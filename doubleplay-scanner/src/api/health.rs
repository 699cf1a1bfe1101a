//! Health check endpoint

use axum::{extract::State, routing::get, Json, Router};
use chrono::Utc;
use serde::Serialize;

use crate::scan::ScanActivity;
use crate::AppState;

/// Health check response
#[derive(Debug, Serialize)]
pub struct HealthResponse {
    /// "ok", or "degraded" while the upstream is unhealthy
    pub status: String,
    /// Module name ("doubleplay-scanner")
    pub module: String,
    /// Crate version from Cargo.toml
    pub version: String,
    /// Seconds since service started
    pub uptime_seconds: u64,
    pub upstream_healthy: bool,
    pub upstream_failures: u32,
    pub activity: ScanActivity,
    pub running: bool,
}

/// GET /health
pub async fn health_check(State(state): State<AppState>) -> Json<HealthResponse> {
    let uptime = Utc::now().signed_duration_since(state.startup_time);
    let uptime_seconds = uptime.num_seconds().max(0) as u64;

    let upstream = state.queue.upstream_health();
    let scan = state.queue.state_snapshot().await;

    let status = if upstream.healthy { "ok" } else { "degraded" };

    Json(HealthResponse {
        status: status.to_string(),
        module: "doubleplay-scanner".to_string(),
        version: env!("CARGO_PKG_VERSION").to_string(),
        uptime_seconds,
        upstream_healthy: upstream.healthy,
        upstream_failures: upstream.consecutive_failures,
        activity: scan.activity,
        running: scan.running,
    })
}

/// Build health check routes
pub fn health_routes() -> Router<AppState> {
    Router::new().route("/health", get(health_check))
}
//! Read-only scan status and dataset endpoints

use axum::{
    extract::{Path, State},
    routing::get,
    Json, Router,
};
use doubleplay_common::{DatasetWindow, ScanDirection};

use crate::error::{ApiError, ApiResult};
use crate::scan::{ProgressReport, ScanState};
use crate::AppState;

/// GET /scan/state
pub async fn scan_state(State(state): State<AppState>) -> Json<ScanState> {
    Json(state.queue.state_snapshot().await)
}

/// GET /scan/progress
pub async fn scan_progress(State(state): State<AppState>) -> Json<Vec<ProgressReport>> {
    Json(state.queue.progress().await)
}

/// GET /scan/progress/:direction
///
/// 404 for an unknown direction or one that has not been scanned yet.
pub async fn scan_progress_for(
    State(state): State<AppState>,
    Path(direction): Path<String>,
) -> ApiResult<Json<ProgressReport>> {
    let direction = match direction.as_str() {
        "forward" => ScanDirection::Forward,
        "backward" => ScanDirection::Backward,
        other => return Err(ApiError::NotFound(format!("scan direction '{}'", other))),
    };

    state
        .queue
        .progress()
        .await
        .into_iter()
        .find(|report| report.direction == direction)
        .map(Json)
        .ok_or_else(|| ApiError::NotFound(format!("no {} scan in this run", direction)))
}

/// GET /double-plays
pub async fn double_plays(State(state): State<AppState>) -> Json<DatasetWindow> {
    Json(state.queue.dataset_snapshot().await)
}

pub fn scan_routes() -> Router<AppState> {
    Router::new()
        .route("/scan/state", get(scan_state))
        .route("/scan/progress", get(scan_progress))
        .route("/scan/progress/:direction", get(scan_progress_for))
        .route("/double-plays", get(double_plays))
}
= = = =
## Problem to solve:
Give back the full listing exactly as it stands above.

## Output:
filename doubleplay-scanner/src/api/health.rs
repository 699cf1a1bfe1101a
//! Health check endpoint

use axum::{extract::State, routing::get, Json, Router};
use chrono::Utc;
use serde::Serialize;

use crate::scan::ScanActivity;
use crate::AppState;

/// Health check response
#[derive(Debug, Serialize)]
pub struct HealthResponse {
    /// "ok", or "degraded" while the upstream is unhealthy
    pub status: String,
    /// Module name ("doubleplay-scanner")
    pub module: String,
    /// Crate version from Cargo.toml
    pub version: String,
    /// Seconds since service started
    pub uptime_seconds: u64,
    pub upstream_healthy: bool,
    pub upstream_failures: u32,
    pub activity: ScanActivity,
    pub running: bool,
}

/// GET /health
pub async fn health_check(State(state): State<AppState>) -> Json<HealthResponse> {
    let uptime = Utc::now().signed_duration_since(state.startup_time);
    let uptime_seconds = uptime.num_seconds().max(0) as u64;

    let upstream = state.queue.upstream_health();
    let scan = state.queue.state_snapshot().await;

    let status = if upstream.healthy { "ok" } else { "degraded" };

    Json(HealthResponse {
        status: status.to_string(),
        module: "doubleplay-scanner".to_string(),
        version: env!("CARGO_PKG_VERSION").to_string(),
        uptime_seconds,
        upstream_healthy: upstream.healthy,
        upstream_failures: upstream.consecutive_failures,
        activity: scan.activity,
        running: scan.running,
    })
}

/// Build health check routes
pub fn health_routes() -> Router<AppState> {
    Router::new().route("/health", get(health_check))
}
//! Read-only scan status and dataset endpoints

use axum::{
    extract::{Path, State},
    routing::get,
    Json, Router,
};
use doubleplay_common::{DatasetWindow, ScanDirection};

use crate::error::{ApiError, ApiResult};
use crate::scan::{ProgressReport, ScanState};
use crate::AppState;

/// GET /scan/state
pub async fn scan_state(State(state): State<AppState>) -> Json<ScanState> {
    Json(state.queue.state_snapshot().await)
}

/// GET /scan/progress
pub async fn scan_progress(State(state): State<AppState>) -> Json<Vec<ProgressReport>> {
    Json(state.queue.progress().await)
}

/// GET /scan/progress/:direction
///
/// 404 for an unknown direction or one that has not been scanned yet.
pub async fn scan_progress_for(
    State(state): State<AppState>,
    Path(direction): Path<String>,
) -> ApiResult<Json<ProgressReport>> {
    let direction = match direction.as_str() {
        "forward" => ScanDirection::Forward,
        "backward" => ScanDirection::Backward,
        other => return Err(ApiError::NotFound(format!("scan direction '{}'", other))),
    };

    state
        .queue
        .progress()
        .await
        .into_iter()
        .find(|report| report.direction == direction)
        .map(Json)
        .ok_or_else(|| ApiError::NotFound(format!("no {} scan in this run", direction)))
}

/// GET /double-plays
pub async fn double_plays(State(state): State<AppState>) -> Json<DatasetWindow> {
    Json(state.queue.dataset_snapshot().await)
}

pub fn scan_routes() -> Router<AppState> {
    Router::new()
        .route("/scan/state", get(scan_state))
        .route("/scan/progress", get(scan_progress))
        .route("/scan/progress/:direction", get(scan_progress_for))
        .route("/double-plays", get(double_plays))
}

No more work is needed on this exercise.